◆ **Task instructions**:
Say how many lines in the records hold the word "fields", and give nothing but that number.

[Record extracts — start]

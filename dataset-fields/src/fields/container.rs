//! List and dict fields wrapping an optional element field.

use std::fmt;

use super::{Field, FieldDescriptor};
use crate::error::{FieldError, Result};
use crate::value::{Dict, Value};

/// Elements stored without a declared field must already be storable.
fn check_untyped(item: &Value) -> Result<()> {
    if item.is_storage() {
        Ok(())
    } else {
        Err(FieldError::invalid(format!(
            "{} values require a declared element field",
            item.type_name()
        )))
    }
}

fn check_key(key: &str) -> Result<()> {
    if key.contains('.') || key.starts_with('$') {
        return Err(FieldError::invalid(
            "Invalid dictionary key name - keys may not contain \".\" or startswith \"$\" characters",
        ));
    }
    Ok(())
}

fn write_name(f: &mut fmt::Formatter<'_>, kind: &str, field: Option<&Field>) -> fmt::Result {
    match field {
        Some(inner) => write!(f, "{kind}({})", inner.kind_name()),
        None => f.write_str(kind),
    }
}

/// A list of values, optionally typed by an element field.
///
/// If this field is not set, its default value is `[]`.
#[derive(Debug, Clone, Default)]
pub struct ListField {
    field: Option<Box<Field>>,
}

impl ListField {
    pub fn new(field: Option<Field>) -> Self {
        Self {
            field: field.map(Box::new),
        }
    }

    /// The element field, if one was declared.
    pub fn field(&self) -> Option<&Field> {
        self.field.as_deref()
    }
}

impl fmt::Display for ListField {
    fn fmt(&self, f: &mut fmt::Formatter<'_>) -> fmt::Result {
        write_name(f, "ListField", self.field())
    }
}

impl FieldDescriptor for ListField {
    fn to_storage(&self, value: &Value) -> Result<Value> {
        let items = match value {
            Value::Null => return Ok(Value::Null),
            Value::List(items) => items,
            _ => return Err(FieldError::invalid("Only lists may be used in a list field")),
        };
        items
            .iter()
            .enumerate()
            .map(|(i, item)| match self.field() {
                Some(field) => field.to_storage(item).map_err(|e| e.for_field(&i.to_string())),
                None => check_untyped(item).map(|_| item.clone()),
            })
            .collect::<Result<Vec<_>>>()
            .map(Value::List)
    }

    fn from_storage(&self, value: Value) -> Result<Value> {
        let items = match value {
            Value::List(items) => items,
            Value::Null => return Ok(Value::Null),
            _ => return Err(FieldError::invalid("Only lists may be used in a list field")),
        };
        let Some(field) = self.field() else {
            return Ok(Value::List(items));
        };
        items
            .into_iter()
            .enumerate()
            .map(|(i, item)| field.from_storage(item).map_err(|e| e.for_field(&i.to_string())))
            .collect::<Result<Vec<_>>>()
            .map(Value::List)
    }

    fn validate(&self, value: &Value) -> Result<()> {
        let items = match value {
            Value::Null => return Ok(()),
            Value::List(items) => items,
            _ => return Err(FieldError::invalid("Only lists may be used in a list field")),
        };
        for (i, item) in items.iter().enumerate() {
            let checked = match self.field() {
                Some(field) => field.validate(item),
                None => check_untyped(item),
            };
            checked.map_err(|e| e.for_field(&i.to_string()))?;
        }
        Ok(())
    }

    fn default_value(&self) -> Value {
        Value::List(Vec::new())
    }
}

/// A string-keyed mapping, optionally typed by a value field.
///
/// If this field is not set, its default value is `{}`.
#[derive(Debug, Clone, Default)]
pub struct DictField {
    field: Option<Box<Field>>,
}

impl DictField {
    pub fn new(field: Option<Field>) -> Self {
        Self {
            field: field.map(Box::new),
        }
    }

    /// The value field, if one was declared.
    pub fn field(&self) -> Option<&Field> {
        self.field.as_deref()
    }
}

impl fmt::Display for DictField {
    fn fmt(&self, f: &mut fmt::Formatter<'_>) -> fmt::Result {
        write_name(f, "DictField", self.field())
    }
}

impl FieldDescriptor for DictField {
    fn to_storage(&self, value: &Value) -> Result<Value> {
        let map = match value {
            Value::Null => return Ok(Value::Null),
            Value::Dict(map) => map,
            _ => return Err(FieldError::invalid("Only dictionaries may be used in a DictField")),
        };
        map.iter()
            .map(|(key, item)| {
                let stored = match self.field() {
                    Some(field) => field.to_storage(item).map_err(|e| e.for_field(key))?,
                    None => {
                        check_untyped(item).map_err(|e| e.for_field(key))?;
                        item.clone()
                    }
                };
                Ok((key.clone(), stored))
            })
            .collect::<Result<Dict>>()
            .map(Value::Dict)
    }

    fn from_storage(&self, value: Value) -> Result<Value> {
        let map = match value {
            Value::Dict(map) => map,
            Value::Null => return Ok(Value::Null),
            _ => return Err(FieldError::invalid("Only dictionaries may be used in a DictField")),
        };
        let Some(field) = self.field() else {
            return Ok(Value::Dict(map));
        };
        map.into_iter()
            .map(|(key, item)| {
                let loaded = field.from_storage(item).map_err(|e| e.for_field(&key))?;
                Ok((key, loaded))
            })
            .collect::<Result<Dict>>()
            .map(Value::Dict)
    }

    fn validate(&self, value: &Value) -> Result<()> {
        let map = match value {
            Value::Null => return Ok(()),
            Value::Dict(map) => map,
            _ => return Err(FieldError::invalid("Only dictionaries may be used in a DictField")),
        };
        for (key, item) in map {
            check_key(key)?;
            let checked = match self.field() {
                Some(field) => field.validate(item),
                None => check_untyped(item),
            };
            checked.map_err(|e| e.for_field(key))?;
        }
        Ok(())
    }

    fn default_value(&self) -> Value {
        Value::Dict(Dict::new())
    }
}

[Record extracts — finish]

◆ **Reply**:
2